Your goal -> Say how many lines in the records include the string "crate", adding no other words.

Records supplied ->
Segment Open
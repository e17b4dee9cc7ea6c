//! Fact store: ground facts compiled into per-predicate relations.
//!
//! Each [`Relation`] is a table of rows; a row holds the argument values of
//! one fact and its weight. Duplicate facts are kept as separate rows and
//! contribute independently to weight aggregation.
//!
//! [`FactView`] is the read-only window the prover works through. It can
//! hide one row, which is how leave-one-out proving excludes the example
//! under evaluation from a recursive target relation.

use std::collections::HashMap;

use crate::error::GrammarResult;
use crate::grammar::parse_facts;
use crate::term::{Fact, Predicate, UsageHints};

// ---------------------------------------------------------------------------
// Relations
// ---------------------------------------------------------------------------

/// One fact as a table row.
#[derive(Debug, Clone, PartialEq)]
pub struct Row {
    pub values: Vec<String>,
    pub weight: f64,
}

/// All rows of one predicate.
#[derive(Debug, Clone, Default, PartialEq)]
pub struct Relation {
    rows: Vec<Row>,
}

impl Relation {
    pub fn new() -> Self {
        Self::default()
    }

    pub fn push(&mut self, row: Row) {
        self.rows.push(row);
    }

    pub fn rows(&self) -> &[Row] {
        &self.rows
    }

    /// Number of rows.
    pub fn len(&self) -> usize {
        self.rows.len()
    }

    /// Whether the relation has no rows.
    pub fn is_empty(&self) -> bool {
        self.rows.is_empty()
    }

    /// Sum of the weight column.
    pub fn total_weight(&self) -> f64 {
        self.rows.iter().map(|r| r.weight).sum()
    }
}

// ---------------------------------------------------------------------------
// Fact store
// ---------------------------------------------------------------------------

/// Background knowledge grouped by predicate.
#[derive(Debug, Clone, Default, PartialEq)]
pub struct FactStore {
    relations: HashMap<Predicate, Relation>,
}

impl FactStore {
    /// Create an empty store.
    pub fn new() -> Self {
        Self::default()
    }

    /// Compile facts into relations.
    pub fn compile(facts: impl IntoIterator<Item = Fact>) -> Self {
        let mut store = Self::new();
        store.extend(facts);
        store
    }

    /// Parse fact lines and compile them.
    pub fn from_lines<I, S>(lines: I) -> GrammarResult<Self>
    where
        I: IntoIterator<Item = S>,
        S: AsRef<str>,
    {
        Ok(Self::compile(parse_facts(lines)?))
    }

    /// Append one fact as a new row of its predicate's relation.
    pub fn insert(&mut self, fact: Fact) {
        self.relations.entry(fact.predicate).or_default().push(Row {
            values: fact.arguments,
            weight: fact.weight,
        });
    }

    /// Append facts, creating relations as needed.
    pub fn extend(&mut self, facts: impl IntoIterator<Item = Fact>) {
        for fact in facts {
            self.insert(fact);
        }
    }

    /// Union of the rows of both stores.
    pub fn merge(&self, other: &FactStore) -> FactStore {
        let mut merged = self.clone();
        for (predicate, relation) in &other.relations {
            let target = merged.relations.entry(predicate.clone()).or_default();
            for row in relation.rows() {
                target.push(row.clone());
            }
        }
        merged
    }

    pub fn relation(&self, predicate: &Predicate) -> Option<&Relation> {
        self.relations.get(predicate)
    }

    pub fn predicates(&self) -> impl Iterator<Item = &Predicate> {
        self.relations.keys()
    }

    /// Number of relations.
    pub fn len(&self) -> usize {
        self.relations.len()
    }

    /// Whether the store holds no relations.
    pub fn is_empty(&self) -> bool {
        self.relations.is_empty()
    }

    /// Row count per predicate, used to order candidate literals.
    pub fn usage_hints(&self) -> UsageHints {
        self.relations
            .iter()
            .map(|(p, r)| (p.clone(), r.len()))
            .collect()
    }

    /// A view of the whole store.
    pub fn view(&self) -> FactView<'_> {
        FactView {
            store: self,
            excluded: None,
        }
    }
}

// ---------------------------------------------------------------------------
// Views
// ---------------------------------------------------------------------------

/// One row of one relation.
#[derive(Debug, Clone, PartialEq, Eq, Hash)]
pub struct RowRef {
    pub predicate: Predicate,
    pub index: usize,
}

/// Read-only view of a store, optionally hiding one row.
#[derive(Debug, Clone, Copy)]
pub struct FactView<'a> {
    store: &'a FactStore,
    excluded: Option<&'a RowRef>,
}

impl<'a> FactView<'a> {
    /// The same view with `row` hidden.
    pub fn excluding(self, row: &'a RowRef) -> Self {
        Self {
            store: self.store,
            excluded: Some(row),
        }
    }

    pub fn store(&self) -> &'a FactStore {
        self.store
    }

    /// Visible rows of a predicate, or `None` when it has no relation.
    pub fn rows(&self, predicate: &Predicate) -> Option<impl Iterator<Item = &'a Row> + 'a> {
        let relation = self.store.relation(predicate)?;
        let hidden = self
            .excluded
            .filter(|r| &r.predicate == predicate)
            .map(|r| r.index);
        Some(
            relation
                .rows()
                .iter()
                .enumerate()
                .filter(move |(i, _)| Some(*i) != hidden)
                .map(|(_, row)| row),
        )
    }
}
Segment Closed
Response -> 3